Let’s be blunt. Building scalable distributed systems is hard!
Distributed systems by their very nature are complex, with multiple failure modes that you must take into consideration, and design to handle all eventualities. It gets even trickier when your applications are stressed by high request volumes and rapidly growing data resources.
Applications at scale require numerous, cooperating hardware and software components that collectively create the capacity to achieve low latencies and high throughput. Your challenge is to compose all these moving parts into an application that satisfies requirements and doesn’t cost you the earth to run.
In this book I’ve covered the broad landscape of principles, architectures, mechanisms, and technologies that are foundational to scalable distributed systems. Armed with this knowledge, you can start to design and build large-scale applications.
I suspect that you will not be surprised to hear that this is not the end of the story. We all operate in an ever-changing landscape of new application requirements and new hardware and software technologies. While the underlying principles of distributed systems still hold (for the foreseeable future anyway—quantum physics might change things one day), new programming abstractions, platform models, and hardware make it easier for you to build more complex systems with increased performance, scalability, and resilience. The metaphorical train that propels us through this technology landscape will never slow down, and probably only get faster. Be prepared for a wild ride of constantly learning new stuff.

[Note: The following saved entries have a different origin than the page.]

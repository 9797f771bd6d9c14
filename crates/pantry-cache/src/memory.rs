use dashmap::DashMap;
use pantry_core::Record;
use tokio::sync::broadcast;

use crate::collection::Collection;
use crate::key::QueryKey;
use crate::ReadCache;

const CHANGE_CHANNEL_CAPACITY: usize = 256;

/// In-memory [`ReadCache`] shared by every open view.
///
/// Collections change only through [`populate`](Self::populate),
/// [`invalidate`](Self::invalidate) and [`ReadCache::set`]; each change is
/// announced on [`subscribe_changes`](Self::subscribe_changes).
pub struct MemoryCache {
    entries: DashMap<QueryKey, Collection>,
    changes: broadcast::Sender<QueryKey>,
}

impl MemoryCache {
    pub fn new() -> Self {
        let (changes, _) = broadcast::channel(CHANGE_CHANNEL_CAPACITY);
        Self {
            entries: DashMap::new(),
            changes,
        }
    }

    /// Store a freshly fetched result, replacing whatever was cached.
    pub fn populate(&self, key: QueryKey, records: impl IntoIterator<Item = Record>) {
        let collection = Collection::from_records(records);
        tracing::debug!(key = %key, records = collection.len(), "cache populated");
        let _ = self.entries.insert(key.clone(), collection);
        self.notify(key);
    }

    /// Forget a cached result so the next read triggers a refetch.
    pub fn invalidate(&self, key: &QueryKey) -> bool {
        let removed = self.entries.remove(key).is_some();
        if removed {
            self.notify(key.clone());
        }
        removed
    }

    pub fn contains(&self, key: &QueryKey) -> bool {
        self.entries.contains_key(key)
    }

    pub fn keys(&self) -> Vec<QueryKey> {
        self.entries.iter().map(|e| e.key().clone()).collect()
    }

    /// Keys whose collection changed, in change order. Slow receivers may lag.
    pub fn subscribe_changes(&self) -> broadcast::Receiver<QueryKey> {
        self.changes.subscribe()
    }

    fn notify(&self, key: QueryKey) {
        // No receivers is fine.
        let _ = self.changes.send(key);
    }
}

impl Default for MemoryCache {
    fn default() -> Self {
        Self::new()
    }
}

impl ReadCache for MemoryCache {
    fn get(&self, key: &QueryKey) -> Option<Collection> {
        self.entries.get(key).map(|e| e.value().clone())
    }

    fn set(&self, key: &QueryKey, updater: &mut dyn FnMut(Collection) -> Collection) -> bool {
        // The shard stays write-locked while `updater` runs; it must not touch the cache.
        let changed = {
            let Some(mut entry) = self.entries.get_mut(key) else {
                return false;
            };
            let next = updater(entry.value().clone());
            let changed = next != *entry.value();
            *entry.value_mut() = next;
            changed
        };
        if changed {
            self.notify(key.clone());
        }
        true
    }
}
//! # pantrybot
//!
//! Command-line entry point: runs the event hub, watches a household's
//! live caches, or publishes a single event through a running hub.

#![deny(unsafe_code)]

use std::path::PathBuf;
use std::sync::Arc;

use anyhow::{bail, Context, Result};
use clap::{Parser, Subcommand};
use pantry_cache::{MemoryCache, QueryKey, ReadCache};
use pantry_core::{Credential, Delivery, EventEnvelope, EventType, HouseholdId, Record, UserId};
use pantry_server::ServerConfig;
use pantry_settings::PantrySettings;
use pantry_sync::{CacheSynchronizer, LifecycleEvent, SyncTarget, Transport, TransportConfig};
use pantry_telemetry::{init_telemetry, DiagnosticQuery, TelemetryConfig};
use serde_json::{json, Value};
use tokio::sync::broadcast;

/// Household inventory sync tool.
#[derive(Parser, Debug)]
#[command(name = "pantrybot", about = "Real-time household inventory sync")]
struct Cli {
    /// Settings file (defaults to `~/.pantrybot/settings.json`).
    #[arg(long, global = true)]
    config: Option<PathBuf>,

    /// Log level override (trace, debug, info, warn, error).
    #[arg(long, global = true)]
    log_level: Option<String>,

    #[command(subcommand)]
    command: Command,
}

#[derive(Subcommand, Debug)]
enum Command {
    /// Run the event hub.
    Serve {
        /// Host to bind.
        #[arg(long)]
        host: Option<String>,
        /// Port to bind (0 for auto-assign).
        #[arg(long)]
        port: Option<u16>,
    },
    /// Connect to a hub and keep local caches in sync with a household.
    Watch {
        /// Session credential presented in the handshake.
        #[arg(long)]
        token: String,
        #[arg(long)]
        household: String,
        /// Also sync this shopping list.
        #[arg(long)]
        list: Option<String>,
        /// Hub WebSocket URL (overrides settings).
        #[arg(long)]
        url: Option<String>,
    },
    /// Post one event to a running hub.
    Publish {
        /// Deliver to every member of this household.
        #[arg(long, conflicts_with = "user", required_unless_present = "user")]
        household: Option<String>,
        /// Deliver to this user only.
        #[arg(long)]
        user: Option<String>,
        /// Event type, e.g. `item.added`.
        #[arg(long = "type")]
        event_type: String,
        /// Scope id carried in the envelope (defaults to the audience id).
        #[arg(long)]
        scope: Option<String>,
        #[arg(long)]
        item_id: String,
        /// Item fields as a JSON object.
        #[arg(long)]
        item: Option<String>,
        /// Hub base URL (defaults to the configured host and port).
        #[arg(long)]
        hub: Option<String>,
    },
}

fn load(cli: &Cli) -> Result<PantrySettings> {
    let settings = match &cli.config {
        Some(path) => pantry_settings::load_settings_from_path(path),
        None => pantry_settings::load_settings(),
    };
    settings.context("Failed to load settings")
}

#[tokio::main]
async fn main() -> Result<()> {
    let cli = Cli::parse();
    let settings = load(&cli)?;

    let level = cli.log_level.as_deref().unwrap_or(&settings.logging.level);
    let telemetry = init_telemetry(TelemetryConfig {
        json: settings.logging.json,
        diagnostics_capacity: settings.logging.diagnostics_capacity,
        ..TelemetryConfig::default().with_level_name(level)
    });

    let result = match cli.command {
        Command::Serve { host, port } => serve(&settings, host, port).await,
        Command::Watch {
            token,
            household,
            list,
            url,
        } => watch(&settings, token, household, list, url).await,
        Command::Publish {
            household,
            user,
            event_type,
            scope,
            item_id,
            item,
            hub,
        } => {
            let delivery = build_delivery(household, user, &event_type, scope, &item_id, item)?;
            let hub = hub.unwrap_or_else(|| {
                format!("http://{}:{}", settings.server.host, settings.server.port)
            });
            publish(&hub, &delivery).await
        }
    };

    let warnings = telemetry.diagnostics().query(&DiagnosticQuery {
        level: Some("WARN".into()),
        ..DiagnosticQuery::default()
    });
    if !warnings.is_empty() {
        tracing::info!(count = warnings.len(), "warnings recorded during run");
    }
    result
}

async fn serve(settings: &PantrySettings, host: Option<String>, port: Option<u16>) -> Result<()> {
    let mut config = ServerConfig::from_settings(&settings.server);
    if let Some(host) = host {
        config.host = host;
    }
    if let Some(port) = port {
        config.port = port;
    }

    let mut handle = pantry_server::start(config)
        .await
        .context("Failed to start event hub")?;
    tracing::info!(ws = %handle.ws_url(), "pantrybot hub ready");

    loop {
        tokio::select! {
            emit = handle.recv_emit() => match emit {
                Some(emit) => tracing::info!(
                    client_id = %emit.client_id,
                    user_id = %emit.user_id,
                    household_id = ?emit.household_id,
                    event_type = %emit.event_type,
                    "client emit"
                ),
                None => break,
            },
            signal = tokio::signal::ctrl_c() => {
                signal.context("Failed to listen for ctrl+c")?;
                break;
            }
        }
    }

    tracing::info!("shutting down");
    handle.shutdown().await;
    Ok(())
}

async fn watch(
    settings: &PantrySettings,
    token: String,
    household: String,
    list: Option<String>,
    url: Option<String>,
) -> Result<()> {
    let mut config = TransportConfig::from_settings(&settings.transport);
    if let Some(url) = url {
        config.url = url;
    }
    let transport = Transport::new(config);
    let lifecycle = tokio::spawn(log_lifecycle(transport.subscribe_lifecycle()));

    let household = HouseholdId::from(household.as_str());
    transport
        .connect(Credential::new(token), household.clone())
        .await
        .context("Failed to connect to hub")?;
    let Some(user) = transport.user_id() else {
        bail!("hub did not report a user id");
    };

    let mut targets = vec![
        SyncTarget::inventory(household.clone()),
        SyncTarget::notifications(user),
    ];
    if let Some(list) = list {
        targets.push(SyncTarget::shopping_list(household, list.as_str()));
    }

    let cache = Arc::new(MemoryCache::new());
    let changes = tokio::spawn(log_changes(Arc::clone(&cache), cache.subscribe_changes()));
    let mut active = Vec::with_capacity(targets.len());
    for target in targets {
        if !cache.contains(&target.key) {
            cache.populate(target.key.clone(), Vec::<Record>::new());
        }
        active.push(CacheSynchronizer::new(target, cache.clone()).activate(transport.registry()));
    }
    tracing::info!(syncs = active.len(), "watching");

    tokio::signal::ctrl_c()
        .await
        .context("Failed to listen for ctrl+c")?;

    for sync in active {
        sync.deactivate();
    }
    transport.disconnect().await;
    lifecycle.abort();
    changes.abort();
    Ok(())
}

async fn log_lifecycle(mut rx: broadcast::Receiver<LifecycleEvent>) {
    loop {
        match rx.recv().await {
            Ok(LifecycleEvent::Error { error }) => {
                tracing::warn!(error = %error, kind = error.error_kind(), "connection error");
            }
            Ok(event) => tracing::info!(event = event.name(), detail = ?event, "lifecycle"),
            Err(broadcast::error::RecvError::Lagged(n)) => {
                tracing::warn!(skipped = n, "lifecycle listener lagged");
            }
            Err(broadcast::error::RecvError::Closed) => break,
        }
    }
}

async fn log_changes(cache: Arc<MemoryCache>, mut rx: broadcast::Receiver<QueryKey>) {
    loop {
        match rx.recv().await {
            Ok(key) => {
                let size = cache.get(&key).map_or(0, |c| c.len());
                tracing::info!(key = %key, size, "cache updated");
            }
            Err(broadcast::error::RecvError::Lagged(n)) => {
                tracing::debug!(skipped = n, "change listener lagged");
            }
            Err(broadcast::error::RecvError::Closed) => break,
        }
    }
}

fn build_delivery(
    household: Option<String>,
    user: Option<String>,
    event_type: &str,
    scope: Option<String>,
    item_id: &str,
    item: Option<String>,
) -> Result<Delivery> {
    if EventType::parse(event_type).is_none() {
        tracing::warn!(event_type, "unrecognized event type, sending anyway");
    }

    let mut payload = json!({ "itemId": item_id });
    if let Some(item) = item {
        let fields: Record = serde_json::from_str(&item).context("--item must be a JSON object")?;
        payload["item"] = Value::Object(fields);
    }

    match (household, user) {
        (Some(household), None) => {
            let scope = scope.unwrap_or_else(|| household.clone());
            Ok(Delivery::household(
                HouseholdId::from(household.as_str()),
                EventEnvelope::new(event_type, scope, payload),
            ))
        }
        (None, Some(user)) => {
            let scope = scope.unwrap_or_else(|| user.clone());
            Ok(Delivery::user(
                UserId::from_raw(user),
                EventEnvelope::new(event_type, scope, payload),
            ))
        }
        _ => bail!("exactly one of --household or --user is required"),
    }
}

async fn publish(hub: &str, delivery: &Delivery) -> Result<()> {
    let response = reqwest::Client::new()
        .post(format!("{}/events", hub.trim_end_matches('/')))
        .json(delivery)
        .send()
        .await
        .with_context(|| format!("Failed to reach hub at {hub}"))?;

    let status = response.status();
    let body: Value = response.json().await.unwrap_or(Value::Null);
    if !status.is_success() {
        bail!("hub refused event ({status}): {body}");
    }
    tracing::info!(delivered = %body["delivered"], "event published");
    Ok(())
}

In addition, there are numerous essential ingredients for successful scalable systems that I have not covered in this book. Four of these are depicted in Figure 16-1, and I briefly describe the salient issues of each in the following subsections.

Figure 16-1. Scalable distributed systems
Automation
Engineers are rather expensive but essential resources when building large-scale systems. Any system that needs to be deployed at scale is quickly going to require hundreds of talented engineers. At the scale of the internet giants, this number grows to many thousands. Your engineers then need to be able to rapidly roll out changes, fixes, and new features to growing, complex codebases. The ability to efficiently push hundreds of changes per day to a deployed system without downtime is key at scale. You need to deploy frequent changes to improve the client experience and ensure reliable and scalable operations.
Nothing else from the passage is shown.